From the first line to the last, write out the records below exactly as they appear.
┄┄┄┄┄┄
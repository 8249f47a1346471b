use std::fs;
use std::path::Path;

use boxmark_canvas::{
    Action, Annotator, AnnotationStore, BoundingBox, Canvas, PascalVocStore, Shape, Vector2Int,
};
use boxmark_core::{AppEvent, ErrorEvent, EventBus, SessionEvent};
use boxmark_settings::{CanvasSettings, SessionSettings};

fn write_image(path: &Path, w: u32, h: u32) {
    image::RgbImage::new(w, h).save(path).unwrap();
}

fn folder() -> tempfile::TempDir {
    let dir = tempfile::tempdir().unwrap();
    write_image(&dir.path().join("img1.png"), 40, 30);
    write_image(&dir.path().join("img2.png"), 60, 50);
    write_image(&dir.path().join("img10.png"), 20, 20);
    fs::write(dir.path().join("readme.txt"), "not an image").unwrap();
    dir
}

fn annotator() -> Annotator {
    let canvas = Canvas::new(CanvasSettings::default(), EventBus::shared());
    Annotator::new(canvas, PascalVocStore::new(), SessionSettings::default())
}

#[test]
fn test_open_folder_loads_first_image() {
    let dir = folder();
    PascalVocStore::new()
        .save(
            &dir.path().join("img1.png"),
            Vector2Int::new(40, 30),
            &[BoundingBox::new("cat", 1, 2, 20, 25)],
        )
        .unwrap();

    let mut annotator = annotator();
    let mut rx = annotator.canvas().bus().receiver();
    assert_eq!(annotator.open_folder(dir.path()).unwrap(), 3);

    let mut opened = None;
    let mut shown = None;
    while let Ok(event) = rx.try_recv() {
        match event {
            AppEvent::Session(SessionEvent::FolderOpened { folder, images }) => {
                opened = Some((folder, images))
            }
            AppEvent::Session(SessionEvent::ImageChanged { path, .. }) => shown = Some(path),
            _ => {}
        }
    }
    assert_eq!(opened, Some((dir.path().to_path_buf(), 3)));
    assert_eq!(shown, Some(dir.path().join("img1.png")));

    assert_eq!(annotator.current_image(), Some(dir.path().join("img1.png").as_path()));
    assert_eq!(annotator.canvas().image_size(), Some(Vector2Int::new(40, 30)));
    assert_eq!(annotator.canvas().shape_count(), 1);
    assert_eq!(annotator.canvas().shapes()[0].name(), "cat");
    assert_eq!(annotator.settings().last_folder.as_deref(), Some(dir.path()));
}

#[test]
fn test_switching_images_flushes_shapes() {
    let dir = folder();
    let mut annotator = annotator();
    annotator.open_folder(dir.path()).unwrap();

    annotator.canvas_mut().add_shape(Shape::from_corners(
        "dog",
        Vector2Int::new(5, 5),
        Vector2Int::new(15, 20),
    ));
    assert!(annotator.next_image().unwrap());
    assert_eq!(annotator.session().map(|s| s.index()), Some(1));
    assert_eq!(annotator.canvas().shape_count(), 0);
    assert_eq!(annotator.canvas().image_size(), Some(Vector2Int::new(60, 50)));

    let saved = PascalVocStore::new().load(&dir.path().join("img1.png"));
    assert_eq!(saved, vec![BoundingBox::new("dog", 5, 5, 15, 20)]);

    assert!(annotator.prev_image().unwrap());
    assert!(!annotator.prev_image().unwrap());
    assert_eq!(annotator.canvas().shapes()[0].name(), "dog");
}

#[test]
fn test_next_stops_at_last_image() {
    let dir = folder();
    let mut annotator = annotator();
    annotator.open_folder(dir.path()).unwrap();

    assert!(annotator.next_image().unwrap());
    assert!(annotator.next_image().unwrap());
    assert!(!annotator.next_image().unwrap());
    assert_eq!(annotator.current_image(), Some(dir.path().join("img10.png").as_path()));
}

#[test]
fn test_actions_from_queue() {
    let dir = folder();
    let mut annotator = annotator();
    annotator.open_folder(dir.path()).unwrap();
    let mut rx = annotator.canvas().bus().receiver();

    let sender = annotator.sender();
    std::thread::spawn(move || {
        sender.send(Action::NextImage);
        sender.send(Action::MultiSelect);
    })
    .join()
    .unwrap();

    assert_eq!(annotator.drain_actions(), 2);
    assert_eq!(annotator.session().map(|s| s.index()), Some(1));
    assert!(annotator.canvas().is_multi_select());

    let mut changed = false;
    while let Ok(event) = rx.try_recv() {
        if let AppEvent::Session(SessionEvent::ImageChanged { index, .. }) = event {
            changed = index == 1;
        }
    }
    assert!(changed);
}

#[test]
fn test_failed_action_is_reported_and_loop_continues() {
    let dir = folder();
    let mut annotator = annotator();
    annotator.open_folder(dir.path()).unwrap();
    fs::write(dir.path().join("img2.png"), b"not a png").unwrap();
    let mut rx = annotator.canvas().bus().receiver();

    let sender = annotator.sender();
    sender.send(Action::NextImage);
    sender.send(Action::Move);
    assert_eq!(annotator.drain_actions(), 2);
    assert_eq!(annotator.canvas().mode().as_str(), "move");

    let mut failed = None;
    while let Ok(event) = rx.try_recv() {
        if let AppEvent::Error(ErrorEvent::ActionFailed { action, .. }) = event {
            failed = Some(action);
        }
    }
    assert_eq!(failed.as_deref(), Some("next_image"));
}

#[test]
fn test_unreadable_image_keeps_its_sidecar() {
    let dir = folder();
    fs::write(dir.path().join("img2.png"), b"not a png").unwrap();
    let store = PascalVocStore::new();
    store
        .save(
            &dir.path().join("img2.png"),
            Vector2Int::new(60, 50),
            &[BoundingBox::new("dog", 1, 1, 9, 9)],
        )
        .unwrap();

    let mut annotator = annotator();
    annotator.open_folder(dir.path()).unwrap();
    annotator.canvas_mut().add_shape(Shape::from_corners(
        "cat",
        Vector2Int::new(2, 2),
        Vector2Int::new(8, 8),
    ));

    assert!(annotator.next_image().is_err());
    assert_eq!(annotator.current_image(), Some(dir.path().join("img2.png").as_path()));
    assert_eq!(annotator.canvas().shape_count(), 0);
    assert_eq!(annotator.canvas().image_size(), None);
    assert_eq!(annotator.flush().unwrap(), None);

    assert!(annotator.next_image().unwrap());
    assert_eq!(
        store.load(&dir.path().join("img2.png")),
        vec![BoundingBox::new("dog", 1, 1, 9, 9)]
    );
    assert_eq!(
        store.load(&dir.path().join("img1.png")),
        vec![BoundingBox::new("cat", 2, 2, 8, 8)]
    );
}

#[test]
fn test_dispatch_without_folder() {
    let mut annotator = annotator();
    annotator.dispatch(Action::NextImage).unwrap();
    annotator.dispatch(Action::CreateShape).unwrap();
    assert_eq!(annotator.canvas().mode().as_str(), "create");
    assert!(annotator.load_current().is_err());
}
┄┄┄┄┄┄
- [Reply]
repository 8249f47a1346471b
use std::fs;
use std::path::Path;

use boxmark_canvas::{
    Action, Annotator, AnnotationStore, BoundingBox, Canvas, PascalVocStore, Shape, Vector2Int,
};
use boxmark_core::{AppEvent, ErrorEvent, EventBus, SessionEvent};
use boxmark_settings::{CanvasSettings, SessionSettings};

fn write_image(path: &Path, w: u32, h: u32) {
    image::RgbImage::new(w, h).save(path).unwrap();
}

fn folder() -> tempfile::TempDir {
    let dir = tempfile::tempdir().unwrap();
    write_image(&dir.path().join("img1.png"), 40, 30);
    write_image(&dir.path().join("img2.png"), 60, 50);
    write_image(&dir.path().join("img10.png"), 20, 20);
    fs::write(dir.path().join("readme.txt"), "not an image").unwrap();
    dir
}

fn annotator() -> Annotator {
    let canvas = Canvas::new(CanvasSettings::default(), EventBus::shared());
    Annotator::new(canvas, PascalVocStore::new(), SessionSettings::default())
}

#[test]
fn test_open_folder_loads_first_image() {
    let dir = folder();
    PascalVocStore::new()
        .save(
            &dir.path().join("img1.png"),
            Vector2Int::new(40, 30),
            &[BoundingBox::new("cat", 1, 2, 20, 25)],
        )
        .unwrap();

    let mut annotator = annotator();
    let mut rx = annotator.canvas().bus().receiver();
    assert_eq!(annotator.open_folder(dir.path()).unwrap(), 3);

    let mut opened = None;
    let mut shown = None;
    while let Ok(event) = rx.try_recv() {
        match event {
            AppEvent::Session(SessionEvent::FolderOpened { folder, images }) => {
                opened = Some((folder, images))
            }
            AppEvent::Session(SessionEvent::ImageChanged { path, .. }) => shown = Some(path),
            _ => {}
        }
    }
    assert_eq!(opened, Some((dir.path().to_path_buf(), 3)));
    assert_eq!(shown, Some(dir.path().join("img1.png")));

    assert_eq!(annotator.current_image(), Some(dir.path().join("img1.png").as_path()));
    assert_eq!(annotator.canvas().image_size(), Some(Vector2Int::new(40, 30)));
    assert_eq!(annotator.canvas().shape_count(), 1);
    assert_eq!(annotator.canvas().shapes()[0].name(), "cat");
    assert_eq!(annotator.settings().last_folder.as_deref(), Some(dir.path()));
}

#[test]
fn test_switching_images_flushes_shapes() {
    let dir = folder();
    let mut annotator = annotator();
    annotator.open_folder(dir.path()).unwrap();

    annotator.canvas_mut().add_shape(Shape::from_corners(
        "dog",
        Vector2Int::new(5, 5),
        Vector2Int::new(15, 20),
    ));
    assert!(annotator.next_image().unwrap());
    assert_eq!(annotator.session().map(|s| s.index()), Some(1));
    assert_eq!(annotator.canvas().shape_count(), 0);
    assert_eq!(annotator.canvas().image_size(), Some(Vector2Int::new(60, 50)));

    let saved = PascalVocStore::new().load(&dir.path().join("img1.png"));
    assert_eq!(saved, vec![BoundingBox::new("dog", 5, 5, 15, 20)]);

    assert!(annotator.prev_image().unwrap());
    assert!(!annotator.prev_image().unwrap());
    assert_eq!(annotator.canvas().shapes()[0].name(), "dog");
}

#[test]
fn test_next_stops_at_last_image() {
    let dir = folder();
    let mut annotator = annotator();
    annotator.open_folder(dir.path()).unwrap();

    assert!(annotator.next_image().unwrap());
    assert!(annotator.next_image().unwrap());
    assert!(!annotator.next_image().unwrap());
    assert_eq!(annotator.current_image(), Some(dir.path().join("img10.png").as_path()));
}

#[test]
fn test_actions_from_queue() {
    let dir = folder();
    let mut annotator = annotator();
    annotator.open_folder(dir.path()).unwrap();
    let mut rx = annotator.canvas().bus().receiver();

    let sender = annotator.sender();
    std::thread::spawn(move || {
        sender.send(Action::NextImage);
        sender.send(Action::MultiSelect);
    })
    .join()
    .unwrap();

    assert_eq!(annotator.drain_actions(), 2);
    assert_eq!(annotator.session().map(|s| s.index()), Some(1));
    assert!(annotator.canvas().is_multi_select());

    let mut changed = false;
    while let Ok(event) = rx.try_recv() {
        if let AppEvent::Session(SessionEvent::ImageChanged { index, .. }) = event {
            changed = index == 1;
        }
    }
    assert!(changed);
}

#[test]
fn test_failed_action_is_reported_and_loop_continues() {
    let dir = folder();
    let mut annotator = annotator();
    annotator.open_folder(dir.path()).unwrap();
    fs::write(dir.path().join("img2.png"), b"not a png").unwrap();
    let mut rx = annotator.canvas().bus().receiver();

    let sender = annotator.sender();
    sender.send(Action::NextImage);
    sender.send(Action::Move);
    assert_eq!(annotator.drain_actions(), 2);
    assert_eq!(annotator.canvas().mode().as_str(), "move");

    let mut failed = None;
    while let Ok(event) = rx.try_recv() {
        if let AppEvent::Error(ErrorEvent::ActionFailed { action, .. }) = event {
            failed = Some(action);
        }
    }
    assert_eq!(failed.as_deref(), Some("next_image"));
}

#[test]
fn test_unreadable_image_keeps_its_sidecar() {
    let dir = folder();
    fs::write(dir.path().join("img2.png"), b"not a png").unwrap();
    let store = PascalVocStore::new();
    store
        .save(
            &dir.path().join("img2.png"),
            Vector2Int::new(60, 50),
            &[BoundingBox::new("dog", 1, 1, 9, 9)],
        )
        .unwrap();

    let mut annotator = annotator();
    annotator.open_folder(dir.path()).unwrap();
    annotator.canvas_mut().add_shape(Shape::from_corners(
        "cat",
        Vector2Int::new(2, 2),
        Vector2Int::new(8, 8),
    ));

    assert!(annotator.next_image().is_err());
    assert_eq!(annotator.current_image(), Some(dir.path().join("img2.png").as_path()));
    assert_eq!(annotator.canvas().shape_count(), 0);
    assert_eq!(annotator.canvas().image_size(), None);
    assert_eq!(annotator.flush().unwrap(), None);

    assert!(annotator.next_image().unwrap());
    assert_eq!(
        store.load(&dir.path().join("img2.png")),
        vec![BoundingBox::new("dog", 1, 1, 9, 9)]
    );
    assert_eq!(
        store.load(&dir.path().join("img1.png")),
        vec![BoundingBox::new("cat", 2, 2, 8, 8)]
    );
}

#[test]
fn test_dispatch_without_folder() {
    let mut annotator = annotator();
    annotator.dispatch(Action::NextImage).unwrap();
    annotator.dispatch(Action::CreateShape).unwrap();
    assert_eq!(annotator.canvas().mode().as_str(), "create");
    assert!(annotator.load_current().is_err());
}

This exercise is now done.